Полиция она и есть полиция, во всем мире одинаковая. Но хлопот я им доставила, ибо не могла объяснить, куда еду – не знала адреса собственного сына. Сообщила лишь, что мне нужен микрорайон за железной дорогой около дороги на Махдию и рядом с кладбищем. Они подумали (план города висел на стене, но видимо представлял собой служебную тайну) и в конце концов отвезли меня на маленькую площадь (о ней рассказано в «Сокровищах») рядом с домом Янки и Доната. До моих детей оттуда рукой подать.

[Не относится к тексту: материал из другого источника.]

use std::collections::BTreeMap;

use serde::Serialize;

use crate::model::Quiz;

/// Result of grading an answer map against a quiz.
///
/// Only built by grading or `new`, so `percentage` always agrees with
/// `correct` and `total`.
#[derive(Debug, Clone, Copy, PartialEq, Eq, Hash, Serialize)]
pub struct QuizScore {
    correct: usize,
    total: usize,
    percentage: u32,
}

impl QuizScore {
    /// Grades `answers` (question index -> selected option) against `quiz`.
    ///
    /// Unanswered questions count as incorrect.
    #[must_use]
    pub fn grade(quiz: &Quiz, answers: &BTreeMap<usize, usize>) -> Self {
        let correct = quiz
            .questions()
            .iter()
            .enumerate()
            .filter(|(index, question)| {
                answers
                    .get(index)
                    .is_some_and(|selected| question.is_correct(*selected))
            })
            .count();
        Self::new(correct, quiz.question_count())
    }

    /// Builds a score from raw counts; `correct` is clamped to `total`.
    #[must_use]
    pub fn new(correct: usize, total: usize) -> Self {
        let correct = correct.min(total);
        Self {
            correct,
            total,
            percentage: percent_half_up(correct, total),
        }
    }

    #[must_use]
    pub fn correct(&self) -> usize {
        self.correct
    }

    #[must_use]
    pub fn total(&self) -> usize {
        self.total
    }

    /// `round(correct / total * 100)`, halves rounded up.
    #[must_use]
    pub fn percentage(&self) -> u32 {
        self.percentage
    }

    #[must_use]
    pub fn is_perfect(&self) -> bool {
        self.total > 0 && self.correct == self.total
    }
}

// Integer arithmetic: floor((200c + t) / 2t) == round-half-up(100c / t).
fn percent_half_up(correct: usize, total: usize) -> u32 {
    if total == 0 {
        return 0;
    }
    let correct = correct as u128;
    let total = total as u128;
    let pct = (200 * correct + total) / (2 * total);
    u32::try_from(pct).unwrap_or(100)
}

#[cfg(test)]
mod tests {
    use super::*;
    use crate::model::{Difficulty, Question, QuizId};

    #[test]
    fn rounds_half_up() {
        assert_eq!(QuizScore::new(1, 2).percentage(), 50);
        assert_eq!(QuizScore::new(1, 8).percentage(), 13);
        assert_eq!(QuizScore::new(2, 3).percentage(), 67);
        assert_eq!(QuizScore::new(1, 3).percentage(), 33);
        assert_eq!(QuizScore::new(7, 8).percentage(), 88);
    }

    #[test]
    fn bounds() {
        assert_eq!(QuizScore::new(0, 5).percentage(), 0);
        assert_eq!(QuizScore::new(5, 5).percentage(), 100);
        assert!(QuizScore::new(5, 5).is_perfect());
        assert_eq!(QuizScore::new(9, 5).correct(), 5);
        assert_eq!(QuizScore::new(0, 0).percentage(), 0);
        assert!(!QuizScore::new(0, 0).is_perfect());
    }

    #[test]
    fn graded_score_matches_counts() {
        let questions = (0..3)
            .map(|i| Question::new(format!("Q{i}"), vec!["a".into(), "b".into()], 0).unwrap())
            .collect();
        let quiz = Quiz::new(QuizId::new(1), "Quiz", Difficulty::Beginner, "", questions).unwrap();
        let answers = BTreeMap::from([(0, 0), (1, 1)]);

        let score = QuizScore::grade(&quiz, &answers);
        assert_eq!(score, QuizScore::new(1, 3));
        assert_eq!(score.percentage(), 33);
    }
}
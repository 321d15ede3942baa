mod catalog;
mod results;
mod workflow;

// Public API of the quiz subsystem.
pub use crate::error::QuizServiceError;
pub use catalog::{QuizCard, QuizCatalogService};
pub use results::{QuizResult, QuizResults};
pub use workflow::{QuizAdvance, QuizLoopService};
#[derive(Debug, Error)]
#[non_exhaustive]
pub enum RecordError {
    #[error("missing field `{0}`")]
    MissingField(&'static str),

    #[error("invalid field `{field}`: {reason}")]
    InvalidField { field: &'static str, reason: String },

    #[error("question {index}: {source}")]
    Question {
        index: usize,
        #[source]
        source: QuizError,
    },

    #[error(transparent)]
    Quiz(#[from] QuizError),

    #[error(transparent)]
    Flashcard(#[from] FlashcardError),

    #[error(transparent)]
    Id(#[from] ParseIdError),

    #[error(transparent)]
    Json(#[from] serde_json::Error),
}

/// Identifier as sent on the wire: `"1"` or `1`.
#[derive(Debug, Clone, PartialEq, Eq, Serialize, Deserialize)]
#[serde(untagged)]
pub enum RawId {
    Number(u64),
    Text(String),
}

impl RawId {
    fn parse<T>(&self) -> Result<T, RecordError>
    where
        T: FromStr<Err = ParseIdError>,
    {
        match self {
            RawId::Number(n) => Ok(n.to_string().parse::<T>()?),
            RawId::Text(s) => Ok(s.parse::<T>()?),
        }
    }
}

fn required<T>(value: Option<T>, field: &'static str) -> Result<T, RecordError> {
    value.ok_or(RecordError::MissingField(field))
}

fn parse_difficulty(raw: Option<&str>) -> Result<Difficulty, RecordError> {
    let raw = required(raw, "difficulty")?;
    raw.parse::<Difficulty>()
        .map_err(|_| RecordError::InvalidField {
            field: "difficulty",
            reason: format!("unknown difficulty {raw:?}"),
        })
}

//
// ─── QUIZZES ───────────────────────────────────────────────────────────────────
//

#[derive(Debug, Clone, Default, Serialize, Deserialize)]
#[serde(rename_all = "camelCase")]
pub struct QuestionRecord {
    pub question: Option<String>,
    pub options: Option<Vec<String>>,
    pub correct_answer: Option<Value>,
}

impl QuestionRecord {
    fn into_question(self) -> Result<Question, RecordError> {
        let prompt = required(self.question, "question")?;
        let options = required(self.options, "options")?;
        let correct = required(self.correct_answer, "correctAnswer")?;
        let correct = correct
            .as_u64()
            .and_then(|n| usize::try_from(n).ok())
            .ok_or_else(|| RecordError::InvalidField {
                field: "correctAnswer",
                reason: format!("expected a non-negative index, got {correct}"),
            })?;
        Ok(Question::new(prompt, options, correct)?)
    }
}
use std::sync::Arc;

use storage::Storage;
use study_core::model::UserId;

use crate::Clock;
use crate::api::{ApiClient, ApiConfig, RemoteRepository};
use crate::context::UserContext;
use crate::dashboard::DashboardService;
use crate::error::AppServicesError;
use crate::flashcard_service::FlashcardService;
use crate::notes_service::NotesService;
use crate::notify::Notifier;
use crate::quizzes::{QuizCatalogService, QuizLoopService, QuizResults};

/// Assembles app-facing services over one storage backend and one user context.
#[derive(Clone)]
pub struct AppServices {
    context: UserContext,
    quiz_loop: Arc<QuizLoopService>,
    quiz_catalog: Arc<QuizCatalogService>,
    flashcards: Arc<FlashcardService>,
    notes: Arc<NotesService>,
    dashboard: Arc<DashboardService>,
}

impl AppServices {
    /// Build services over the bundled quiz and flashcard catalog.
    ///
    /// # Errors
    ///
    /// Returns `AppServicesError::Storage` if the bundled catalog is invalid.
    pub fn offline(
        clock: Clock,
        notifier: Arc<dyn Notifier>,
        context: UserContext,
    ) -> Result<Self, AppServicesError> {
        let storage = Storage::with_fixtures(clock)?;
        Ok(Self::from_storage(&storage, clock, notifier, context))
    }

    /// Signs in against the study API and builds services backed by it.
    ///
    /// # Errors
    ///
    /// Returns `AppServicesError` if the client cannot be built or sign-in fails.
    pub async fn remote(
        config: ApiConfig,
        clock: Clock,
        notifier: Arc<dyn Notifier>,
        token: &str,
        user_id: UserId,
    ) -> Result<Self, AppServicesError> {
        let client = Arc::new(ApiClient::new(config)?);
        let mut context = UserContext::anonymous();
        context.sign_in(client.as_ref(), token, user_id).await?;

        let repo = Arc::new(RemoteRepository::new(client, token.trim()));
        let storage = Storage {
            quizzes: repo.clone(),
            flashcards: repo.clone(),
            documents: repo,
        };
        Ok(Self::from_storage(&storage, clock, notifier, context))
    }

    #[must_use]
    pub fn from_storage(
        storage: &Storage,
        clock: Clock,
        notifier: Arc<dyn Notifier>,
        context: UserContext,
    ) -> Self {
        let results = QuizResults::new();
        let quiz_loop = Arc::new(QuizLoopService::new(
            clock,
            Arc::clone(&storage.quizzes),
            Arc::clone(&notifier),
            results.clone(),
        ));
        let quiz_catalog = Arc::new(QuizCatalogService::new(
            Arc::clone(&storage.quizzes),
            results.clone(),
        ));
        let flashcards = Arc::new(FlashcardService::new(
            Arc::clone(&storage.flashcards),
            Arc::clone(&notifier),
        ));
        let notes = Arc::new(NotesService::new(
            Arc::clone(&storage.documents),
            Arc::clone(&notifier),
        ));
        let dashboard = Arc::new(DashboardService::new(
            Arc::clone(&storage.documents),
            results,
        ));

        Self {
            context,
            quiz_loop,
            quiz_catalog,
            flashcards,
            notes,
            dashboard,
        }
    }

    #[must_use]
    pub fn context(&self) -> &UserContext {
        &self.context
    }

    #[must_use]
    pub fn quiz_loop(&self) -> Arc<QuizLoopService> {
        Arc::clone(&self.quiz_loop)
    }

    #[must_use]
    pub fn quiz_catalog(&self) -> Arc<QuizCatalogService> {
        Arc::clone(&self.quiz_catalog)
    }

    #[must_use]
    pub fn flashcards(&self) -> Arc<FlashcardService> {
        Arc::clone(&self.flashcards)
    }

    #[must_use]
    pub fn notes(&self) -> Arc<NotesService> {
        Arc::clone(&self.notes)
    }

    #[must_use]
    pub fn dashboard(&self) -> Arc<DashboardService> {
        Arc::clone(&self.dashboard)
    }
}
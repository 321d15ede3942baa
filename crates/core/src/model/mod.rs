mod document;
mod flashcard;
mod ids;
mod quiz;
mod user;

pub use ids::{AttemptId, DocumentId, FlashcardId, ParseIdError, QuizId, UserId};

pub use document::{Document, DocumentQuery, RECENT_DOCUMENTS_LIMIT};
pub use flashcard::{Flashcard, FlashcardError};
pub use quiz::{Difficulty, MAX_OPTIONS, Question, Quiz, QuizError, option_label};
pub use user::User;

– Ну вот вам, извольте радоваться, не успела мама приехать, как ее уже доставляет полиция, – меланхолически констатировали дети.
В следующий раз я сваляла дурака с прогулкой. Как мне втемяшилось в голову прогуливаться в Африке в самый полдень и по совершенно открытой местности, не понимаю до сих пор. При одном воспоминании меня охватывает ужас. Гулять к тому же я собралась с Каролиной, которая решительно протестовала. Но я завлекла ребенка хитростью, изобретя что-то в таком роде: «О, какая великолепная дыра, а в ней большая труба!» Какой ребенок устоит, конечно, ему захочется посмотреть большую трубу в дыре. Каролина перестала реветь и пошла.